Selon Pascal Castanet, « La réunion des régions avance le mieux possible pour que les confrères ne voient pas la différence, que tout soit transparent pour eux. L’alternance des gouvernances permet l’équité entre les territoires », Freddy Nicolas présidant le CROEC Occitanie jusqu’à fin 2022, et Pascal Castanet reprenant a priori la présidence en 2023-2024. « Le même principe d’alternance s’appliquera à l’institut de formation », indique l’actuel vice-président du CROEC Occitanie. Le but est de « travailler tous dans le même sens », dans l’intérêt de la profession.
Les nouveaux défis du métier d’expert-comptable
Pour l’avenir proche, Pascal Castanet identifie plusieurs challenges que devra relever sa profession.
L’évolution de la profession vers le conseil, du fait de la transition numérique, sera le premier défi, et non des moindres, à relever. « La facture électronique, générée automatiquement par des logiciels, arrivera en 2023. Par conséquent, la saisie comptable va diminuer considérablement au profit d’autres métiers. La disparition progressive de ce travail de saisie laisse désormais de la place aux experts-comptables pour faire du conseil, de la gestion qu’ils n’avaient préalablement pas toujours le temps de faire. Il faut donc que les collaborateurs y soient formés. A titre indicatif, il y a cinq ou six ans, la comptabilité pure représentait 80% des honoraires. Actuellement, elle représente 60%, et dans quelques années, cette proportion passera à 30%. Le point fort sera de compenser par d’autres prestations plus adaptées, comme l’anticipation, une vision sur l’activité des chefs d’entreprise dont ils sont très demandeurs, par ailleurs. En juillet, au domaine des Grands Chais, à Mauguio, l’événement « Cabinet du futur », destiné aux experts-comptables, leur a permis d’imaginer le cabinet de demain au travers de formations sur la cybersécurité, la transition numérique…

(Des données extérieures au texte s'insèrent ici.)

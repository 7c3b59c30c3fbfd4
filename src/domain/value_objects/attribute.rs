//! Character attributes and attribute-keyed records

use std::collections::HashMap;
use std::fmt;
use std::str::FromStr;

use serde::de::Error as _;
use serde::ser::SerializeMap;
use serde::{Deserialize, Deserializer, Serialize, Serializer};

/// The six character attributes, in sheet order
#[derive(Debug, Clone, Copy, PartialEq, Eq, Hash, PartialOrd, Ord)]
pub enum Attribute {
    Strength,
    Dexterity,
    Constitution,
    Intelligence,
    Wisdom,
    Charisma,
}

impl Attribute {
    pub const COUNT: usize = 6;

    pub const ALL: [Attribute; Attribute::COUNT] = [
        Attribute::Strength,
        Attribute::Dexterity,
        Attribute::Constitution,
        Attribute::Intelligence,
        Attribute::Wisdom,
        Attribute::Charisma,
    ];

    pub fn name(&self) -> &'static str {
        match self {
            Attribute::Strength => "Strength",
            Attribute::Dexterity => "Dexterity",
            Attribute::Constitution => "Constitution",
            Attribute::Intelligence => "Intelligence",
            Attribute::Wisdom => "Wisdom",
            Attribute::Charisma => "Charisma",
        }
    }

    pub fn abbreviation(&self) -> &'static str {
        match self {
            Attribute::Strength => "STR",
            Attribute::Dexterity => "DEX",
            Attribute::Constitution => "CON",
            Attribute::Intelligence => "INT",
            Attribute::Wisdom => "WIS",
            Attribute::Charisma => "CHA",
        }
    }

    fn index(self) -> usize {
        self as usize
    }
}

impl fmt::Display for Attribute {
    fn fmt(&self, f: &mut fmt::Formatter<'_>) -> fmt::Result {
        f.write_str(self.name())
    }
}

#[derive(Debug, Clone, PartialEq, Eq, thiserror::Error)]
#[error("Unknown attribute: {0}")]
pub struct UnknownAttribute(pub String);

impl FromStr for Attribute {
    type Err = UnknownAttribute;

    /// Accepts the full name or the three-letter abbreviation, case-insensitively
    fn from_str(s: &str) -> Result<Self, Self::Err> {
        let trimmed = s.trim();
        Attribute::ALL
            .into_iter()
            .find(|attribute| {
                attribute.name().eq_ignore_ascii_case(trimmed)
                    || attribute.abbreviation().eq_ignore_ascii_case(trimmed)
            })
            .ok_or_else(|| UnknownAttribute(trimmed.to_string()))
    }
}

impl Serialize for Attribute {
    fn serialize<S: Serializer>(&self, serializer: S) -> Result<S::Ok, S::Error> {
        serializer.serialize_str(self.name())
    }
}

impl<'de> Deserialize<'de> for Attribute {
    fn deserialize<D: Deserializer<'de>>(deserializer: D) -> Result<Self, D::Error> {
        let name = String::deserialize(deserializer)?;
        name.parse().map_err(D::Error::custom)
    }
}

/// Calculate the modifier for an attribute value: floor((value - 10) / 2)
pub fn modifier_for(value: u32) -> i32 {
    let modifier = (i64::from(value) - 10).div_euclid(2);
    i32::try_from(modifier).unwrap_or(i32::MAX)
}

/// A record holding one value for every attribute
///
/// Serializes as a JSON object keyed by attribute name. Deserializing requires
/// every attribute to be present; keys that are not attribute names are ignored.
#[derive(Debug, Clone, Copy, PartialEq, Eq)]
pub struct AttributeMap<T: Copy> {
    values: [T; Attribute::COUNT],
}

#[derive(Debug, Clone, PartialEq, Eq, thiserror::Error)]
#[error("Missing value for attribute: {0}")]
pub struct MissingAttribute(pub Attribute);

impl<T: Copy> AttributeMap<T> {
    /// Build a record with the same value for every attribute
    pub fn uniform(value: T) -> Self {
        Self {
            values: [value; Attribute::COUNT],
        }
    }

    pub fn from_fn(mut f: impl FnMut(Attribute) -> T) -> Self {
        let mut values = [f(Attribute::ALL[0]); Attribute::COUNT];
        for attribute in Attribute::ALL.into_iter().skip(1) {
            values[attribute.index()] = f(attribute);
        }
        Self { values }
    }

    /// Build a record from name-keyed entries, failing on the first missing attribute
    pub fn from_named(mut named: HashMap<String, T>) -> Result<Self, MissingAttribute> {
        let mut values = Vec::with_capacity(Attribute::COUNT);
        for attribute in Attribute::ALL {
            let value = named
                .remove(attribute.name())
                .ok_or(MissingAttribute(attribute))?;
            values.push(value);
        }
        let first = values[0];
        let mut array = [first; Attribute::COUNT];
        array.copy_from_slice(&values);
        Ok(Self { values: array })
    }

    pub fn get(&self, attribute: Attribute) -> T {
        self.values[attribute.index()]
    }

    pub fn set(&mut self, attribute: Attribute, value: T) {
        self.values[attribute.index()] = value;
    }

    /// Iterate in sheet order
    pub fn iter(&self) -> impl Iterator<Item = (Attribute, T)> + '_ {
        Attribute::ALL
            .into_iter()
            .map(move |attribute| (attribute, self.get(attribute)))
    }
}

impl<T: Copy + Serialize> Serialize for AttributeMap<T> {
    fn serialize<S: Serializer>(&self, serializer: S) -> Result<S::Ok, S::Error> {
        let mut map = serializer.serialize_map(Some(Attribute::COUNT))?;
        for (attribute, value) in self.iter() {
            map.serialize_entry(attribute.name(), &value)?;
        }
        map.end()
    }
}

impl<'de, T: Copy + Deserialize<'de>> Deserialize<'de> for AttributeMap<T> {
    fn deserialize<D: Deserializer<'de>>(deserializer: D) -> Result<Self, D::Error> {
        let named = HashMap::<String, T>::deserialize(deserializer)?;
        Self::from_named(named).map_err(D::Error::custom)
    }
}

Autre défi de taille, rendre la profession d’expert-comptable attractive pour les jeunes, afin de pouvoir recruter de futurs collaborateurs. Le CROEC Occitanie est en train de préparer un travail de communication sur l’attractivité vis-à-vis des écoles et des jeunes pour montrer la réalité du métier et valoriser la marque expert-comptable. Concrètement, un plan de communication sera mené vis-à-vis des jeunes principalement. Très proche du milieu enseignant, Pascal Castanet se dit « conscient que les classes ont du mal à être remplies et qu’il y a un déficit de jeunes dans cette filière ». « Nous sommes en train de sélectionner l’agence de communication qui réfléchira à la meilleure méthodologie pour attirer les jeunes vers nos métiers », indique Pascal Castanet. Le vice-président souligne : « le métier d’expert-comptable évolue et a de l’avenir, en s’adjoignant des compétences en marketing, informatique et gestion de patrimoine par exemple ».
« C’est le début d’une autre ère pour l’expertise comptable, conclut-il. Il ne s’agit plus de faire de la comptabilité traditionnelle, mais d’une ouverture du champ des possibles chiffrée en milliards d’euros ».